Start of Data shown
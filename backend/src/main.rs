//! PassVault Backend Server
//!
//! Escrow marketplace API: transaction lifecycle, disputes, vendor approvals,
//! fraud scoring and the chat send-gate, plus the background escrow sweeper.

use std::net::SocketAddr;
use std::sync::Arc;
use std::time::Duration;

use anyhow::Context;
use axum::extract::State;
use axum::http::{HeaderValue, Method, StatusCode};
use axum::response::IntoResponse;
use axum::{routing::get, Json, Router};
use sqlx::PgPool;
use tokio::signal;
use tower_http::cors::{Any, CorsLayer};

use passvault_server::auth::JwtSecret;
use passvault_server::chat::ChatGuard;
use passvault_server::config::Config;
use passvault_server::db;
use passvault_server::dispute::DisputeService;
use passvault_server::escrow::{escrow_sweeper, EscrowSweeper};
use passvault_server::gateway::{HttpPaymentGateway, PaymentGateway};
use passvault_server::middleware::{self, RateLimiter};
use passvault_server::notifications::{LogSink, NotificationSink, Notifier, RetryPolicy, WebhookSink};
use passvault_server::routes;
use passvault_server::services::FraudReviewService;
use passvault_server::state::AppState;
use passvault_server::store::{PgStore, Store};
use passvault_server::transaction::TransactionService;
use passvault_server::vendor_approval::VendorApprovalService;
use passvault_server::websocket::{self, WsState};

/// How often idle rate-limit buckets are pruned
const RATE_LIMIT_CLEANUP_EVERY: Duration = Duration::from_secs(300);

#[tokio::main]
async fn main() -> anyhow::Result<()> {
    // Load configuration
    let config = match Config::from_env() {
        Ok(c) => c,
        Err(e) => {
            eprintln!("Failed to load configuration: {}", e);
            std::process::exit(1);
        }
    };

    // Initialize tracing
    tracing_subscriber::fmt()
        .with_env_filter(
            tracing_subscriber::EnvFilter::try_from_default_env()
                .unwrap_or_else(|_| tracing_subscriber::EnvFilter::new(&config.log_level)),
        )
        .with_target(true)
        .with_thread_ids(true)
        .with_file(true)
        .with_line_number(true)
        .init();

    tracing::info!(environment = config.environment.as_str(), "Starting PassVault server");

    let db_pool = db::create_pool(&config)
        .await
        .context("database connection failed")?;
    db::run_migrations(&db_pool)
        .await
        .context("database migrations failed")?;

    let store: Arc<dyn Store> = Arc::new(PgStore::new(db_pool.clone()));

    let gateway_timeout = Duration::from_secs(config.gateway_timeout_secs);
    let gateway: Arc<dyn PaymentGateway> = Arc::new(
        HttpPaymentGateway::new(
            config.payment_gateway_url.clone(),
            config.payment_gateway_api_key.clone(),
            gateway_timeout,
        )
        .context("payment gateway client")?,
    );

    let sink: Arc<dyn NotificationSink> = match &config.notification_webhook_url {
        Some(url) => Arc::new(
            WebhookSink::new(url.clone(), Duration::from_secs(10))
                .context("notification webhook client")?,
        ),
        None => {
            tracing::warn!("NOTIFICATION_WEBHOOK_URL not set, notifications are only logged");
            Arc::new(LogSink)
        }
    };
    let (notifier, _notification_worker) = Notifier::spawn(sink, RetryPolicy::default());

    // Initialize WebSocket state
    let ws_state = WsState::new();

    let transaction_service = Arc::new(TransactionService::new(
        store.clone(),
        gateway,
        gateway_timeout,
        config.escrow.clone(),
        notifier.clone(),
        ws_state.clone(),
    ));
    let dispute_service = Arc::new(DisputeService::new(
        store.clone(),
        notifier.clone(),
        ws_state.clone(),
    ));
    let approval_service = Arc::new(VendorApprovalService::new(
        store.clone(),
        notifier,
        ws_state.clone(),
        config.escrow.vendor_approval_ttl_hours,
    ));
    let fraud_service = Arc::new(FraudReviewService::new(store.clone()));
    let chat_guard = Arc::new(ChatGuard::new(store.clone()));

    let app_state = AppState {
        transaction_service: transaction_service.clone(),
        dispute_service,
        approval_service,
        fraud_service,
        chat_guard,
        ws_state,
        jwt_secret: JwtSecret::new(&config.jwt_secret),
        webhook_secret: config.webhook_secret.clone(),
    };

    // Start the escrow sweeper in background
    let sweeper = Arc::new(EscrowSweeper::new(store, transaction_service));
    let sweep_interval = Duration::from_secs(config.escrow_sweep_interval_secs);
    tokio::spawn(async move {
        tracing::info!("Escrow sweeper task started");
        escrow_sweeper(sweeper, sweep_interval).await;
        tracing::error!("Escrow sweeper task exited unexpectedly");
    });

    let rate_limiter = RateLimiter::new(config.rate_limit_rps);
    let _cleanup = rate_limiter.spawn_cleanup(RATE_LIMIT_CLEANUP_EVERY);

    let health_router = Router::new()
        .route("/health", get(health_check))
        .with_state(db_pool);

    let mut app = Router::new()
        .route("/", get(root))
        .route("/ws", get(websocket::ws_handler))
        .merge(routes::api_routes())
        .with_state(app_state)
        .merge(health_router)
        .layer(axum::middleware::from_fn(middleware::security_headers))
        .layer(axum::middleware::from_fn(middleware::request_tracing))
        .layer(axum::middleware::from_fn(middleware::rate_limit_layer(
            rate_limiter,
        )))
        .layer(configure_cors(config.cors_allowed_origins.as_deref()));

    if config.environment.is_production() {
        app = app.layer(axum::middleware::from_fn(middleware::hsts_header));
    }

    let addr = SocketAddr::from(([0, 0, 0, 0], config.port));

    tracing::info!("Server listening on {}", addr);
    tracing::info!("WebSocket available at ws://{}/ws", addr);
    tracing::info!("Health check at http://{}/health", addr);

    let listener = tokio::net::TcpListener::bind(addr)
        .await
        .with_context(|| format!("failed to bind {}", addr))?;

    // Serve with graceful shutdown
    axum::serve(
        listener,
        app.into_make_service_with_connect_info::<SocketAddr>(),
    )
    .with_graceful_shutdown(shutdown_signal())
    .await
    .context("server error")?;

    tracing::info!("Server shutdown complete");
    Ok(())
}

async fn root() -> &'static str {
    "PassVault API Server"
}

/// Health check response
#[derive(serde::Serialize)]
struct HealthResponse {
    status: &'static str,
    database: String,
    version: &'static str,
}

/// Health check endpoint; a failing database degrades to 503 instead of hanging
async fn health_check(State(pool): State<PgPool>) -> impl IntoResponse {
    let (code, status, database) = match db::check_health(&pool).await {
        Ok(()) => (StatusCode::OK, "healthy", "connected".to_string()),
        Err(e) => {
            tracing::warn!(error = %e, "Health check failed");
            (StatusCode::SERVICE_UNAVAILABLE, "unhealthy", e.to_string())
        }
    };

    (
        code,
        Json(HealthResponse {
            status,
            database,
            version: env!("CARGO_PKG_VERSION"),
        }),
    )
}

fn configure_cors(allowed_origins: Option<&str>) -> CorsLayer {
    let allowed_origins = allowed_origins.unwrap_or_default();

    if allowed_origins.is_empty() {
        tracing::warn!("CORS_ALLOWED_ORIGINS not set, allowing all origins (permissive)");
        return CorsLayer::permissive();
    }

    let origins: Vec<HeaderValue> = allowed_origins
        .split(',')
        .filter_map(|s| s.trim().parse().ok())
        .collect();

    CorsLayer::new()
        .allow_origin(origins)
        .allow_methods([Method::GET, Method::POST, Method::PUT, Method::DELETE])
        .allow_headers(Any)
}

/// Graceful shutdown signal handler
async fn shutdown_signal() {
    let ctrl_c = async {
        signal::ctrl_c()
            .await
            .expect("Failed to install Ctrl+C handler");
    };

    #[cfg(unix)]
    let terminate = async {
        signal::unix::signal(signal::unix::SignalKind::terminate())
            .expect("Failed to install SIGTERM handler")
            .recv()
            .await;
    };

    #[cfg(not(unix))]
    let terminate = std::future::pending::<()>();

    tokio::select! {
        _ = ctrl_c => {
            tracing::info!("Received Ctrl+C, initiating graceful shutdown...");
        }
        _ = terminate => {
            tracing::info!("Received SIGTERM, initiating graceful shutdown...");
        }
    }
}
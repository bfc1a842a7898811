//! Dispute service

use std::sync::Arc;

use chrono::{DateTime, Utc};
use serde_json::json;
use tracing::{debug, info, warn};
use uuid::Uuid;
use validator::Validate;

use super::model::*;
use crate::error::{ServiceError, ServiceResult};
use crate::notifications::{NotificationKind, Notifier};
use crate::store::Store;
use crate::transaction::{Transaction, TransactionEvent, DISPUTABLE};
use crate::websocket::WsState;

pub const MAX_PROTOCOL_ATTEMPTS: u32 = 5;

type ProtocolGenerator = Box<dyn Fn(DateTime<Utc>) -> String + Send + Sync>;

pub struct DisputeService {
    store: Arc<dyn Store>,
    notifier: Notifier,
    ws_state: WsState,
    protocol_generator: ProtocolGenerator,
}

impl DisputeService {
    pub fn new(store: Arc<dyn Store>, notifier: Notifier, ws_state: WsState) -> Self {
        Self {
            store,
            notifier,
            ws_state,
            protocol_generator: Box::new(generate_protocol),
        }
    }

    /// Replace the protocol number source
    pub fn with_protocol_generator<F>(mut self, generator: F) -> Self
    where
        F: Fn(DateTime<Utc>) -> String + Send + Sync + 'static,
    {
        self.protocol_generator = Box::new(generator);
        self
    }

    async fn load_transaction(&self, id: i64) -> ServiceResult<Transaction> {
        self.store
            .get_transaction(id)
            .await?
            .ok_or_else(|| ServiceError::NotFound(format!("Transaction {} not found", id)))
    }

    /// Open a dispute and move the transaction to DISPUTE_OPENED
    pub async fn open_dispute(
        &self,
        transaction_id: i64,
        opener_id: Uuid,
        request: OpenDisputeRequest,
        now: DateTime<Utc>,
    ) -> ServiceResult<Dispute> {
        request.validate()?;
        let tx = self.load_transaction(transaction_id).await?;

        if !tx.is_party(opener_id) {
            return Err(ServiceError::Forbidden(
                "Only the buyer or the seller can open a dispute".to_string(),
            ));
        }

        for attempt in 1..=MAX_PROTOCOL_ATTEMPTS {
            let new = NewDispute {
                protocol: (self.protocol_generator)(now),
                transaction_id,
                opener_id,
                reason: request.reason,
                description: request.description.clone(),
                evidence: request.evidence.clone(),
                created_at: now,
            };

            match self.store.open_dispute(new, &DISPUTABLE).await? {
                OpenDisputeOutcome::Opened(dispute, tx) => {
                    info!(
                        transaction_id,
                        dispute_id = dispute.id,
                        protocol = %dispute.protocol,
                        to = %tx.status,
                        "Dispute opened"
                    );
                    let other = if tx.buyer_id == opener_id {
                        tx.seller_id
                    } else {
                        tx.buyer_id
                    };
                    let context = json!({
                        "transaction_id": transaction_id,
                        "protocol": dispute.protocol,
                        "reason": dispute.reason,
                    });
                    self.notifier
                        .notify(opener_id, NotificationKind::DisputeOpened, context.clone());
                    self.notifier
                        .notify(other, NotificationKind::DisputeOpened, context);
                    self.ws_state.broadcast_event(TransactionEvent::DisputeOpened {
                        transaction_id,
                        protocol: dispute.protocol.clone(),
                    });
                    return Ok(dispute);
                }
                OpenDisputeOutcome::ActiveDisputeExists => {
                    return Err(ServiceError::Conflict(
                        "You already have an open dispute on this transaction".to_string(),
                    ))
                }
                OpenDisputeOutcome::InvalidState(status) => {
                    return Err(ServiceError::InvalidState(format!(
                        "Disputes cannot be opened while {}",
                        status
                    )))
                }
                OpenDisputeOutcome::ProtocolTaken => {
                    debug!(transaction_id, attempt, "Dispute protocol collision, retrying");
                }
            }
        }

        warn!(transaction_id, "Exhausted dispute protocol attempts");
        Err(ServiceError::ProtocolGenerationFailed(MAX_PROTOCOL_ATTEMPTS))
    }

    pub async fn list_disputes(
        &self,
        transaction_id: i64,
        user_id: Uuid,
        is_staff: bool,
    ) -> ServiceResult<Vec<Dispute>> {
        let tx = self.load_transaction(transaction_id).await?;
        if !is_staff && !tx.is_party(user_id) {
            return Err(ServiceError::Forbidden(
                "Not a party to this transaction".to_string(),
            ));
        }
        Ok(self.store.list_disputes_for_transaction(transaction_id).await?)
    }

    /// OPEN -> UNDER_REVIEW (administrative)
    pub async fn start_review(
        &self,
        dispute_id: i64,
        admin_id: Uuid,
        now: DateTime<Utc>,
    ) -> ServiceResult<Dispute> {
        let dispute = self
            .store
            .update_dispute_status(
                dispute_id,
                &[DisputeStatus::Open],
                DisputeStatus::UnderReview,
                now,
            )
            .await?;

        match dispute {
            Some(dispute) => {
                info!(dispute_id, admin_id = %admin_id, "Dispute under review");
                Ok(dispute)
            }
            None => {
                let current = self.store.get_dispute(dispute_id).await?.ok_or_else(|| {
                    ServiceError::NotFound(format!("Dispute {} not found", dispute_id))
                })?;
                Err(ServiceError::InvalidState(format!(
                    "Dispute {} is {:?}",
                    dispute_id, current.status
                )))
            }
        }
    }

    /// Close a dispute with an administrative outcome. The transaction moves to
    /// DISPUTE_RESOLVED once no other dispute on it is active; the next step is
    /// a separate settlement decision.
    pub async fn resolve_dispute(
        &self,
        dispute_id: i64,
        admin_id: Uuid,
        request: ResolveDisputeRequest,
        now: DateTime<Utc>,
    ) -> ServiceResult<Dispute> {
        let resolved = self
            .store
            .resolve_dispute(dispute_id, request.resolution, admin_id, request.notes, now)
            .await?;

        let Some((dispute, tx)) = resolved else {
            return Err(ServiceError::InvalidState(format!(
                "Dispute {} is already closed",
                dispute_id
            )));
        };

        info!(
            dispute_id,
            transaction_id = tx.id,
            resolution = ?dispute.status,
            transaction_status = %tx.status,
            "Dispute resolved"
        );

        let context = json!({
            "transaction_id": tx.id,
            "protocol": dispute.protocol,
            "resolution": dispute.status,
        });
        self.notifier
            .notify(tx.buyer_id, NotificationKind::DisputeResolved, context.clone());
        self.notifier
            .notify(tx.seller_id, NotificationKind::DisputeResolved, context);
        self.ws_state.broadcast_event(TransactionEvent::DisputeResolved {
            transaction_id: tx.id,
            protocol: dispute.protocol.clone(),
        });

        Ok(dispute)
    }
}
//! Fraud scoring API handlers (staff only)

use std::sync::Arc;

use axum::{
    extract::{Path, Query, State},
    Json,
};
use chrono::Utc;

use crate::error::ApiError;
use crate::middleware::AdminUser;
use crate::models::{ApiResponse, PaginationParams};
use crate::services::{FraudReview, FraudReviewService, FraudScore};

/// GET /api/fraud/listings/:id
pub async fn score_listing(
    State(service): State<Arc<FraudReviewService>>,
    _admin: AdminUser,
    Path(listing_id): Path<i64>,
) -> Result<Json<ApiResponse<FraudScore>>, ApiError> {
    let score = service.assess_listing(listing_id, Utc::now()).await?;
    Ok(Json(ApiResponse::ok(score)))
}

/// GET /api/fraud/transactions/:id
pub async fn score_transaction(
    State(service): State<Arc<FraudReviewService>>,
    _admin: AdminUser,
    Path(transaction_id): Path<i64>,
) -> Result<Json<ApiResponse<FraudScore>>, ApiError> {
    let score = service.assess_transaction(transaction_id, Utc::now()).await?;
    Ok(Json(ApiResponse::ok(score)))
}

/// GET /api/fraud/reviews - The review queue, highest score first
pub async fn list_reviews(
    State(service): State<Arc<FraudReviewService>>,
    _admin: AdminUser,
    Query(pagination): Query<PaginationParams>,
) -> Result<Json<ApiResponse<Vec<FraudReview>>>, ApiError> {
    let (limit, offset) = pagination.limit_offset();
    let reviews = service.list_reviews(limit, offset).await?;
    Ok(Json(ApiResponse::ok(reviews)))
}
End of Data shown
## Your assignment
When copying the data above, please keep exactly the lines from its first line through the line with "use axum::extract::State;", both ends included, and drop the rest.

## Solution
filename backend/src/main.rs
//! PassVault Backend Server
//!
//! Escrow marketplace API: transaction lifecycle, disputes, vendor approvals,
//! fraud scoring and the chat send-gate, plus the background escrow sweeper.

use std::net::SocketAddr;
use std::sync::Arc;
use std::time::Duration;

use anyhow::Context;
use axum::extract::State;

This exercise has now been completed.